Is Half-Running-Speed Vibration Always Rotordynamic Instability? 4/4

By Bill Marscher

Returning to stable subsynchronous vibration, another example is rotating stall in a compressor or pump (and sometimes in fans). The stall field involves one or more vortical zones (i.e. like mini tornadoes or typhoons) that rotate in the direction of the rotor, but at a lower rotational speed than the rotor (usually 60 to 95% of 1x rpm). If the rotating static pressure field of the stall field rotates at the same frequency as a natural frequency of the structure or (more likely) rotor, a significant vibration may occur. Depending upon the level of damping, the vibration may violate standards or even be damaging, but it is stable. As in the case of the submersible pump, running the machine at increased speed will “drive through” this resonance, such that low vibration results at the higher operating speed.   There is no cross-coupling or other phenomenon that tends to cancel the damping, and therefore there is no instability.   The fix is not bearings with lower cross-coupling, but operating outside the zone of rotating stall (may require guide vane modification if that operating point is a plant requirement).

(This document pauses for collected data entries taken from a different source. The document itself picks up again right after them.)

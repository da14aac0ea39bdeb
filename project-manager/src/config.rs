//! Manager configuration.

use std::path::Path;
use std::time::Duration;

use serde::{Deserialize, Serialize};
use sker_context_index::{BuilderConfig, ScanOptions};

use crate::error::Result;

/// Configuration for a [`ProjectManager`](crate::ProjectManager).
///
/// Every field has a default, so a TOML file only needs the values it
/// overrides:
///
/// ```toml
/// max_projects = 4
/// debounce_ms = 250
///
/// [scan_options]
/// include_extensions = ["ts", "tsx"]
/// max_depth = 12
/// ```
#[derive(Debug, Clone, Serialize, Deserialize)]
#[serde(default)]
pub struct ManagerConfig {
    /// Maximum number of registered projects.
    pub max_projects: usize,

    /// Memory limit assigned to new projects, in bytes.
    pub default_memory_limit: u64,

    /// Fixed part of a project's memory estimate.
    pub memory_base_bytes: u64,

    /// Per-file part of a project's memory estimate.
    pub memory_per_file_bytes: u64,

    /// Filter policy used by every project scan.
    pub scan_options: ScanOptions,

    /// Configuration handed to each project's context builder.
    pub builder: BuilderConfig,

    /// Watcher debounce window in milliseconds.
    pub debounce_ms: u64,

    /// Capacity of each watcher's event channel.
    pub event_channel_capacity: usize,

    /// Capacity of the project event broadcast channel.
    pub broadcast_capacity: usize,
}

impl Default for ManagerConfig {
    fn default() -> Self {
        Self {
            max_projects: 10,
            default_memory_limit: 512 * 1024 * 1024,
            memory_base_bytes: 1024 * 1024,
            memory_per_file_bytes: 10 * 1024,
            scan_options: default_scan_options(),
            builder: BuilderConfig::default(),
            debounce_ms: 100,
            event_channel_capacity: 1000,
            broadcast_capacity: 256,
        }
    }
}

fn default_scan_options() -> ScanOptions {
    ScanOptions::new().with_include_extensions([
        "ts", "tsx", "js", "jsx", "mjs", "cjs", "json", "md",
    ])
}

impl ManagerConfig {
    /// Parse a TOML config.
    pub fn from_toml_str(text: &str) -> Result<Self> {
        Ok(toml::from_str(text)?)
    }

    /// Load a TOML config file.
    pub async fn load(path: &Path) -> Result<Self> {
        let text = tokio::fs::read_to_string(path).await?;
        Self::from_toml_str(&text)
    }

    pub fn with_max_projects(mut self, max: usize) -> Self {
        self.max_projects = max;
        self
    }

    pub fn with_scan_options(mut self, options: ScanOptions) -> Self {
        self.scan_options = options;
        self
    }

    pub fn with_builder(mut self, builder: BuilderConfig) -> Self {
        self.builder = builder;
        self
    }

    pub fn with_default_memory_limit(mut self, bytes: u64) -> Self {
        self.default_memory_limit = bytes;
        self
    }

    pub fn debounce(&self) -> Duration {
        Duration::from_millis(self.debounce_ms)
    }

    /// Coarse memory estimate for a project holding `file_count` files.
    pub fn estimate_memory(&self, file_count: usize) -> u64 {
        let files = u64::try_from(file_count).unwrap_or(u64::MAX);
        self.memory_base_bytes
            .saturating_add(files.saturating_mul(self.memory_per_file_bytes))
    }
}

#[cfg(test)]
mod tests {
    use super::*;
    use pretty_assertions::assert_eq;

    #[test]
    fn test_defaults() {
        let config = ManagerConfig::default();
        assert_eq!(config.max_projects, 10);
        assert_eq!(config.debounce(), Duration::from_millis(100));
        assert_eq!(config.builder.project_config_file, "sker.json");
        assert!(config.scan_options.accepts_extension(Some("ts")));
        assert!(!config.scan_options.accepts_extension(Some("png")));
    }

    #[test]
    fn test_partial_toml() {
        let config = ManagerConfig::from_toml_str(
            r#"
max_projects = 3
memory_per_file_bytes = 100

[scan_options]
include_extensions = ["rs"]
max_depth = 4

[builder]
analyze_dependencies = false
"#,
        )
        .unwrap();

        assert_eq!(config.max_projects, 3);
        assert_eq!(config.scan_options.include_extensions, vec!["rs".to_string()]);
        assert_eq!(config.scan_options.max_depth, Some(4));
        assert!(config.scan_options.respect_gitignore);
        assert!(!config.builder.analyze_dependencies);
        assert_eq!(config.builder.extractors.len(), 1);
        assert_eq!(config.debounce_ms, 100);
        assert_eq!(config.estimate_memory(10), 1024 * 1024 + 1000);
    }

    #[test]
    fn test_invalid_toml() {
        assert!(ManagerConfig::from_toml_str("max_projects = 'many'").is_err());
    }

    #[tokio::test]
    async fn test_load_from_file() {
        let temp = tempfile::TempDir::new().unwrap();
        let path = temp.path().join("manager.toml");
        tokio::fs::write(&path, "debounce_ms = 5\n").await.unwrap();

        let config = ManagerConfig::load(&path).await.unwrap();
        assert_eq!(config.debounce(), Duration::from_millis(5));
    }
}
//! Arena-backed file tree.
//!
//! The `ContextTree` owns every [`ContextNode`] in a map keyed by absolute
//! path. That map doubles as the O(1) `path → node` lookup used by
//! incremental updates. Edges only ever point downward through the public
//! API: attaching a node under itself or under one of its descendants is
//! rejected, so the tree stays acyclic.

use std::collections::HashMap;
use std::path::{Path, PathBuf};

use chrono::{DateTime, Utc};
use regex_lite::Regex;
use tracing::{debug, warn};

use crate::error::{ContextError, Result};
use crate::node::{ContextNode, FileMetadata, NodeKind};
use crate::project_config::ProjectInfo;

/// Hierarchical file tree rooted at one directory.
#[derive(Debug, Clone)]
pub struct ContextTree {
    /// All nodes in the tree, indexed by path.
    nodes: HashMap<PathBuf, ContextNode>,

    /// Path of the root folder.
    root: PathBuf,
}
//! # Project Manager
//!
//! Registry of independently indexed projects. Each registered project owns
//! a context builder, per-project counters and an optional file watcher
//! whose events are applied as incremental updates.
//!
//! ## Lifecycle
//!
//! ```text
//! register ──► ACTIVE ──pause──► PAUSED ──resume──► ACTIVE
//!                │
//!                └──scan──► SCANNING ──► ACTIVE (success)
//!                                   └──► ERROR  ──resume──► ACTIVE
//! ```
//!
//! Any status may move to ERROR through `mark_project_error`; watcher
//! errors take that path instead of surfacing to callers.

pub mod config;
pub mod error;
pub mod manager;
pub mod project;
pub mod watch;

pub use config::ManagerConfig;
pub use error::{ProjectError, Result};
pub use manager::ProjectManager;
pub use project::{
    GlobalStats, ProjectEvent, ProjectRecord, ProjectScanResult, ProjectStats, ProjectStatus,
};
pub use watch::{NotifyWatcherFactory, WatchHandle, WatchSubscription, WatcherFactory};
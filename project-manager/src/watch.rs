//! Watcher seam.
//!
//! The manager never opens OS watch handles itself; it asks a
//! [`WatcherFactory`] for a [`WatchSubscription`] per project and consumes
//! the debounced messages it delivers.

use std::path::Path;
use std::time::Duration;

use async_trait::async_trait;
use sker_directory_watcher::{DirectoryWatcher, WatchConfig, WatchMessage, WatcherError};
use tokio::sync::mpsc;

/// Stops a running watch.
#[async_trait]
pub trait WatchHandle: Send {
    async fn stop(&mut self) -> Result<(), WatcherError>;
}

#[async_trait]
impl WatchHandle for DirectoryWatcher {
    async fn stop(&mut self) -> Result<(), WatcherError> {
        DirectoryWatcher::stop(self).await
    }
}

/// A started watch: its message stream plus the handle that ends it.
pub struct WatchSubscription {
    pub events: mpsc::Receiver<WatchMessage>,
    pub handle: Box<dyn WatchHandle>,
}

impl std::fmt::Debug for WatchSubscription {
    fn fmt(&self, f: &mut std::fmt::Formatter<'_>) -> std::fmt::Result {
        f.debug_struct("WatchSubscription").finish_non_exhaustive()
    }
}

/// Creates watches for project roots.
#[async_trait]
pub trait WatcherFactory: Send + Sync {
    async fn watch(&self, project_id: &str, root: &Path) -> Result<WatchSubscription, WatcherError>;
}

/// Factory backed by [`DirectoryWatcher`].
#[derive(Debug, Clone)]
pub struct NotifyWatcherFactory {
    debounce: Duration,
    channel_capacity: usize,
}

impl NotifyWatcherFactory {
    pub fn new(debounce: Duration, channel_capacity: usize) -> Self {
        Self {
            debounce,
            channel_capacity,
        }
    }
}

impl Default for NotifyWatcherFactory {
    fn default() -> Self {
        Self::new(Duration::from_millis(100), 1000)
    }
}

#[async_trait]
impl WatcherFactory for NotifyWatcherFactory {
    async fn watch(&self, project_id: &str, root: &Path) -> Result<WatchSubscription, WatcherError> {
        let config = WatchConfig::new(root)
            .with_debounce(self.debounce)
            .with_channel_capacity(self.channel_capacity)
            .with_project_id(project_id);

        let mut watcher = DirectoryWatcher::new(config);
        let events = watcher.start().await?;

        Ok(WatchSubscription {
            events,
            handle: Box::new(watcher),
        })
    }
}

#[cfg(test)]
mod tests {
    use super::*;
    use tempfile::TempDir;

    #[tokio::test]
    async fn test_notify_factory_missing_root() {
        let factory = NotifyWatcherFactory::default();
        let result = factory.watch("p", Path::new("/nonexistent/root/7")).await;
        assert!(matches!(result, Err(WatcherError::DirectoryNotFound(_))));
    }

    #[tokio::test]
    async fn test_notify_factory_start_and_stop() {
        let temp = TempDir::new().unwrap();
        let factory = NotifyWatcherFactory::new(Duration::from_millis(20), 16);

        let mut subscription = factory.watch("p", temp.path()).await.unwrap();
        subscription.handle.stop().await.unwrap();
    }
}
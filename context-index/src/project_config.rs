//! Project config files (`sker.json`).
//!
//! A project config is a JSON5 object. Only primitive values are kept and
//! the result always carries a `name`, falling back to the folder name.

use std::collections::BTreeMap;
use std::path::Path;

use serde::{Deserialize, Serialize};
use serde_json::Value;
use tracing::debug;

use crate::error::{ContextError, Result};

/// File name that marks a folder as a project root.
pub const PROJECT_CONFIG_FILE: &str = "sker.json";

/// A primitive config value.
#[derive(Debug, Clone, PartialEq, Serialize, Deserialize)]
#[serde(untagged)]
pub enum ConfigValue {
    Bool(bool),
    Number(f64),
    String(String),
}

impl ConfigValue {
    /// String view of the value, if it is a string.
    pub fn as_str(&self) -> Option<&str> {
        match self {
            ConfigValue::String(s) => Some(s),
            _ => None,
        }
    }
}

/// Flattened project metadata read from a project config.
#[derive(Debug, Clone, PartialEq, Serialize, Deserialize)]
pub struct ProjectInfo {
    /// Project name.
    pub name: String,

    /// Every other primitive field.
    #[serde(flatten)]
    pub fields: BTreeMap<String, ConfigValue>,
}

impl ProjectInfo {
    /// Name-only metadata used when a config cannot be parsed.
    pub fn fallback(folder_name: impl Into<String>) -> Self {
        Self {
            name: folder_name.into(),
            fields: BTreeMap::new(),
        }
    }

    /// Look up a field other than `name`.
    pub fn get(&self, key: &str) -> Option<&ConfigValue> {
        self.fields.get(key)
    }

    /// The `version` field, if present as a string.
    pub fn version(&self) -> Option<&str> {
        self.get("version").and_then(ConfigValue::as_str)
    }

    /// The `description` field, if present as a string.
    pub fn description(&self) -> Option<&str> {
        self.get("description").and_then(ConfigValue::as_str)
    }

    /// Parse config text.
    ///
    /// Fails on malformed JSON5 or when the top level is not an object.
    /// A missing or non-string `name` is replaced by `folder_name`.
    pub fn parse(text: &str, folder_name: &str) -> std::result::Result<Self, String> {
        let value: Value = json5::from_str(text).map_err(|e| e.to_string())?;

        let Value::Object(map) = value else {
            return Err("project config must be an object".to_string());
        };

        let mut name = None;
        let mut fields = BTreeMap::new();

        for (key, value) in map {
            let primitive = match value {
                Value::Bool(b) => ConfigValue::Bool(b),
                Value::Number(n) => match n.as_f64() {
                    Some(n) => ConfigValue::Number(n),
                    None => continue,
                },
                Value::String(s) => ConfigValue::String(s),
                Value::Null | Value::Array(_) | Value::Object(_) => {
                    debug!("Dropping non-primitive project config field '{key}'");
                    continue;
                }
            };

            if key == "name" {
                if let ConfigValue::String(s) = primitive {
                    name = Some(s);
                }
                continue;
            }
            fields.insert(key, primitive);
        }

        Ok(Self {
            name: name.unwrap_or_else(|| folder_name.to_string()),
            fields,
        })
    }
}

/// Name of the folder containing `config_path`.
pub fn folder_name_of(config_path: &Path) -> String {
    config_path
        .parent()
        .and_then(Path::file_name)
        .map(|n| n.to_string_lossy().into_owned())
        .unwrap_or_default()
}

/// Read and parse a project config file.
pub async fn load_project_config(config_path: &Path) -> Result<ProjectInfo> {
    let text = tokio::fs::read_to_string(config_path).await?;
    ProjectInfo::parse(&text, &folder_name_of(config_path)).map_err(|message| {
        ContextError::ConfigInvalid {
            path: config_path.to_path_buf(),
            message,
        }
    })
}

#[cfg(test)]
mod tests {
    use super::*;
    use pretty_assertions::assert_eq;

    #[test]
    fn test_parse_json5_config() {
        let text = r#"{
            // comments and trailing commas are fine
            name: 'web-app',
            version: "1.2.0",
            private: true,
            port: 8080,
            nested: { ignored: 1 },
        }"#;

        let info = ProjectInfo::parse(text, "folder").unwrap();
        assert_eq!(info.name, "web-app");
        assert_eq!(info.version(), Some("1.2.0"));
        assert_eq!(info.get("private"), Some(&ConfigValue::Bool(true)));
        assert_eq!(info.get("port"), Some(&ConfigValue::Number(8080.0)));
        assert!(info.get("nested").is_none());
    }

    #[test]
    fn test_missing_name_uses_folder_name() {
        let info = ProjectInfo::parse("{ description: 'x' }", "my-folder").unwrap();
        assert_eq!(info.name, "my-folder");
        assert_eq!(info.description(), Some("x"));
    }

    #[test]
    fn test_malformed_config_is_an_error() {
        assert!(ProjectInfo::parse("{ name: ", "f").is_err());
        assert!(ProjectInfo::parse("[1, 2]", "f").is_err());
    }

    #[test]
    fn test_serializes_flat() {
        let mut info = ProjectInfo::fallback("demo");
        info.fields
            .insert("version".to_string(), ConfigValue::String("0.1.0".to_string()));

        let json = serde_json::to_value(&info).unwrap();
        assert_eq!(json, serde_json::json!({ "name": "demo", "version": "0.1.0" }));
    }

    #[test]
    fn test_folder_name_of() {
        assert_eq!(folder_name_of(Path::new("/work/app/sker.json")), "app");
    }
}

Another example of subsynchronous vibration that is in fact stable is a rotor rub. This situation can cause what is known as a “parametric resonance”. The analogy is dribbling a basketball, where the dribbler moves the hand twice or three times for each bounce. To achieve significant vibration, the key is to nearly perfectly synchronize the strikes with the top of the bounce. In this manner, rubs are the most likely cause of rotor vibration at exactly ½ x, or sometimes 1/3x, running speed. But beware, although unusual it is certainly possible for a fluid whirl instability mechanism to occur at exactly 1/2x rpm.

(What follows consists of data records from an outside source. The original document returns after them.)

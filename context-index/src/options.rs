//! Scan options and ignore-rule matching.

use std::path::Path;

use ignore::gitignore::{Gitignore, GitignoreBuilder};
use serde::{Deserialize, Serialize};
use tracing::debug;

use crate::error::{ContextError, Result};

/// Default ignore file name.
pub const DEFAULT_IGNORE_FILE: &str = ".gitignore";

/// Options for a directory scan.
#[derive(Debug, Clone, PartialEq, Eq, Serialize, Deserialize)]
#[serde(default)]
pub struct ScanOptions {
    /// Only keep files with these extensions. Wins over `exclude_extensions`.
    pub include_extensions: Vec<String>,

    /// Drop files with these extensions when no include list is set.
    pub exclude_extensions: Vec<String>,

    /// Deepest directory level that is listed; the root is level 0.
    pub max_depth: Option<usize>,

    /// Apply the root's ignore file.
    pub respect_gitignore: bool,

    /// Ignore file name, relative to the scan root.
    pub ignore_file: String,
}

impl Default for ScanOptions {
    fn default() -> Self {
        Self {
            include_extensions: Vec::new(),
            exclude_extensions: Vec::new(),
            max_depth: None,
            respect_gitignore: true,
            ignore_file: DEFAULT_IGNORE_FILE.to_string(),
        }
    }
}

impl ScanOptions {
    pub fn new() -> Self {
        Self::default()
    }

    pub fn with_include_extensions<I, S>(mut self, extensions: I) -> Self
    where
        I: IntoIterator<Item = S>,
        S: Into<String>,
    {
        self.include_extensions = extensions.into_iter().map(Into::into).collect();
        self
    }

    pub fn with_exclude_extensions<I, S>(mut self, extensions: I) -> Self
    where
        I: IntoIterator<Item = S>,
        S: Into<String>,
    {
        self.exclude_extensions = extensions.into_iter().map(Into::into).collect();
        self
    }

    pub fn with_max_depth(mut self, depth: usize) -> Self {
        self.max_depth = Some(depth);
        self
    }

    pub fn with_respect_gitignore(mut self, respect: bool) -> Self {
        self.respect_gitignore = respect;
        self
    }

    pub fn with_ignore_file(mut self, name: impl Into<String>) -> Self {
        self.ignore_file = name.into();
        self
    }

    /// Whether a directory at `depth` below the root should be listed.
    pub fn descends_into(&self, depth: usize) -> bool {
        self.max_depth.is_none_or(|max| depth <= max)
    }

    /// Extension filter.
    ///
    /// Extensions compare case-insensitively with any leading dot ignored.
    /// A non-empty include list wins; otherwise the exclude list applies;
    /// otherwise everything passes.
    pub fn accepts_extension(&self, extension: Option<&str>) -> bool {
        let matches = |list: &[String]| {
            extension.is_some_and(|ext| {
                let ext = ext.trim_start_matches('.');
                list.iter()
                    .any(|e| e.trim_start_matches('.').eq_ignore_ascii_case(ext))
            })
        };

        if !self.include_extensions.is_empty() {
            matches(&self.include_extensions)
        } else if !self.exclude_extensions.is_empty() {
            !matches(&self.exclude_extensions)
        } else {
            true
        }
    }

    /// Extension filter applied to a path.
    pub fn accepts_path(&self, path: &Path) -> bool {
        let extension = path.extension().map(|e| e.to_string_lossy());
        self.accepts_extension(extension.as_deref())
    }
}

/// Compiled gitignore-style rules anchored at a scan root.
#[derive(Debug, Clone)]
pub struct IgnoreMatcher {
    rules: Gitignore,
}

impl IgnoreMatcher {
    /// A matcher that ignores nothing.
    pub fn empty() -> Self {
        Self {
            rules: Gitignore::empty(),
        }
    }

    /// Compile rule text, one pattern per line.
    pub fn compile(root: &Path, rules: &str) -> Result<Self> {
        let mut builder = GitignoreBuilder::new(root);
        for line in rules.lines() {
            builder
                .add_line(None, line)
                .map_err(|e| ContextError::IgnoreRules(e.to_string()))?;
        }
        let rules = builder
            .build()
            .map_err(|e| ContextError::IgnoreRules(e.to_string()))?;
        Ok(Self { rules })
    }

    /// Load the ignore file at `root/file_name`.
    ///
    /// A missing file yields an empty rule set.
    pub async fn load(root: &Path, file_name: &str) -> Result<Self> {
        let path = root.join(file_name);
        match tokio::fs::read_to_string(&path).await {
            Ok(text) => {
                debug!("Loaded ignore rules from {}", path.display());
                Self::compile(root, &text)
            }
            Err(e) if e.kind() == std::io::ErrorKind::NotFound => Ok(Self::empty()),
            Err(e) => Err(e.into()),
        }
    }

    /// Whether a root-relative path is ignored, directly or via a parent.
    pub fn matches(&self, relative: &Path, is_dir: bool) -> bool {
        if relative.as_os_str().is_empty() || relative.has_root() {
            return false;
        }
        self.rules
            .matched_path_or_any_parents(relative, is_dir)
            .is_ignore()
    }

    pub fn is_empty(&self) -> bool {
        self.rules.is_empty()
    }
}

impl Default for IgnoreMatcher {
    fn default() -> Self {
        Self::empty()
    }
}

#[cfg(test)]
mod tests {
    use super::*;
    use tempfile::TempDir;

    #[test]
    fn test_include_wins_over_exclude() {
        let options = ScanOptions::new()
            .with_include_extensions([".ts"])
            .with_exclude_extensions(["ts"]);
        assert!(options.accepts_extension(Some("ts")));
        assert!(!options.accepts_extension(Some("js")));
        assert!(!options.accepts_extension(None));
    }

    #[test]
    fn test_exclude_list() {
        let options = ScanOptions::new().with_exclude_extensions(["log", ".TMP"]);
        assert!(!options.accepts_extension(Some("log")));
        assert!(!options.accepts_extension(Some("tmp")));
        assert!(options.accepts_extension(Some("ts")));
        assert!(options.accepts_extension(None));
        assert!(options.accepts_path(Path::new("/p/Makefile")));
    }

    #[test]
    fn test_no_filter_accepts_everything() {
        let options = ScanOptions::default();
        assert!(options.accepts_extension(Some("anything")));
        assert!(options.accepts_extension(None));
    }

    #[test]
    fn test_depth_limit() {
        let options = ScanOptions::new().with_max_depth(1);
        assert!(options.descends_into(0));
        assert!(options.descends_into(1));
        assert!(!options.descends_into(2));
        assert!(ScanOptions::default().descends_into(100));
    }

    #[test]
    fn test_options_deserialize_with_defaults() {
        let options: ScanOptions =
            serde_json::from_str(r#"{ "include_extensions": ["rs"] }"#).unwrap();
        assert_eq!(options.include_extensions, vec!["rs".to_string()]);
        assert!(options.respect_gitignore);
        assert_eq!(options.ignore_file, ".gitignore");
    }

    #[test]
    fn test_ignore_matcher() {
        let matcher = IgnoreMatcher::compile(Path::new("/p"), "dist/\n*.log\n!keep.log\n").unwrap();

        assert!(matcher.matches(Path::new("dist"), true));
        assert!(matcher.matches(Path::new("dist/bundle.js"), false));
        assert!(!matcher.matches(Path::new("dist"), false));
        assert!(matcher.matches(Path::new("debug.log"), false));
        assert!(!matcher.matches(Path::new("keep.log"), false));
        assert!(!matcher.matches(Path::new("src/app.ts"), false));
    }

    #[tokio::test]
    async fn test_missing_ignore_file_is_empty() {
        let temp = TempDir::new().unwrap();
        let matcher = IgnoreMatcher::load(temp.path(), ".gitignore").await.unwrap();
        assert!(matcher.is_empty());
        assert!(!matcher.matches(Path::new("anything"), false));
    }
}
/// Extract and resolve the imports of one file into `graph`.
///
/// Read failures are logged and leave the graph untouched.
async fn analyze_file(config: &BuilderConfig, graph: &mut DependencyGraph, path: &Path) {
    let Some(extension) = path.extension().map(|e| e.to_string_lossy()) else {
        return;
    };
    let Some(extractor) = config.extractor_for(&extension) else {
        return;
    };

    let source = match tokio::fs::read(path).await {
        Ok(bytes) => String::from_utf8_lossy(&bytes).into_owned(),
        Err(e) => {
            warn!("Skipping dependency analysis of {}: {e}", path.display());
            return;
        }
    };

    for specifier in extractor.extract(&source) {
        if let Some(target) = resolve_import(path, &specifier, &config.resolution_candidates).await
        {
            if target != path {
                graph.add_dependency(path, &target);
            }
        }
    }
}

fn parent_of(path: &Path) -> Result<PathBuf> {
    path.parent()
        .map(Path::to_path_buf)
        .ok_or_else(|| ContextError::OutsideRoot(path.to_path_buf()))
}

/// Number of components between `root` and `path`.
fn depth_of(root: &Path, path: &Path) -> usize {
    path.strip_prefix(root)
        .map(|rel| rel.components().count())
        .unwrap_or(0)
}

The final contrary examples are actually true rotor instabilities, but are not at “half running speed”. One case is steam whirl in a steam turbine with excessively worn labyrinth seals. The typical construction of these machines leads to the leakage of steam starting out near the rotor rim, and maintaining a large percentage of the rotor tip speed as it migrates toward the smaller diameter labyrinth “packing”. Typical fluid whirl that results in the packing clearances has been observed to be 60 to 70% rotor speed.   This whirl then can drive rotor whirl at the same frequency, with the rotating close clearance portion of the packing clearance causing whirl-induced cross-coupling, and potentially unstable rotor vibration at 60 to 70% rotor speed.

The second case is a supersynchronous (i.e. faster than rotor speed) unstable vibration. This has been encountered in centrifugal pumps with unusual wear ring designs that encourage leakage flow to whirl at speed not only faster than the typical half-speed, but faster than 1x rpm. The mechanism is that fluid near the impeller rim is revolving close to running speed, but as it migrates toward the smaller diameter of the wear ring, to conserve angular momentum its whirl velocity must increase as diameter decreases. This is like a spinning skater drawing in her arms, and thereby spinning faster. Like the steam turbine case, and all classical rotordynamic instability cases, the whirling fluid within the close clearances (of the complex wear ring passages in this case) causes a cross-coupled force acting to cancel damping, but in this case both the cross-coupling and damping forces rotating at 130% rotor speed.

So, is “half-speed” whirl always an instability? The answer is that this is FICTION. However, great caution is still recommended whenever you encounter a half-speed vibration. Those that did not know what rotor instability was, or assumed they didn’t have it, sometimes ended up with broken machine parts as unintentional boat anchors, as souvenirs.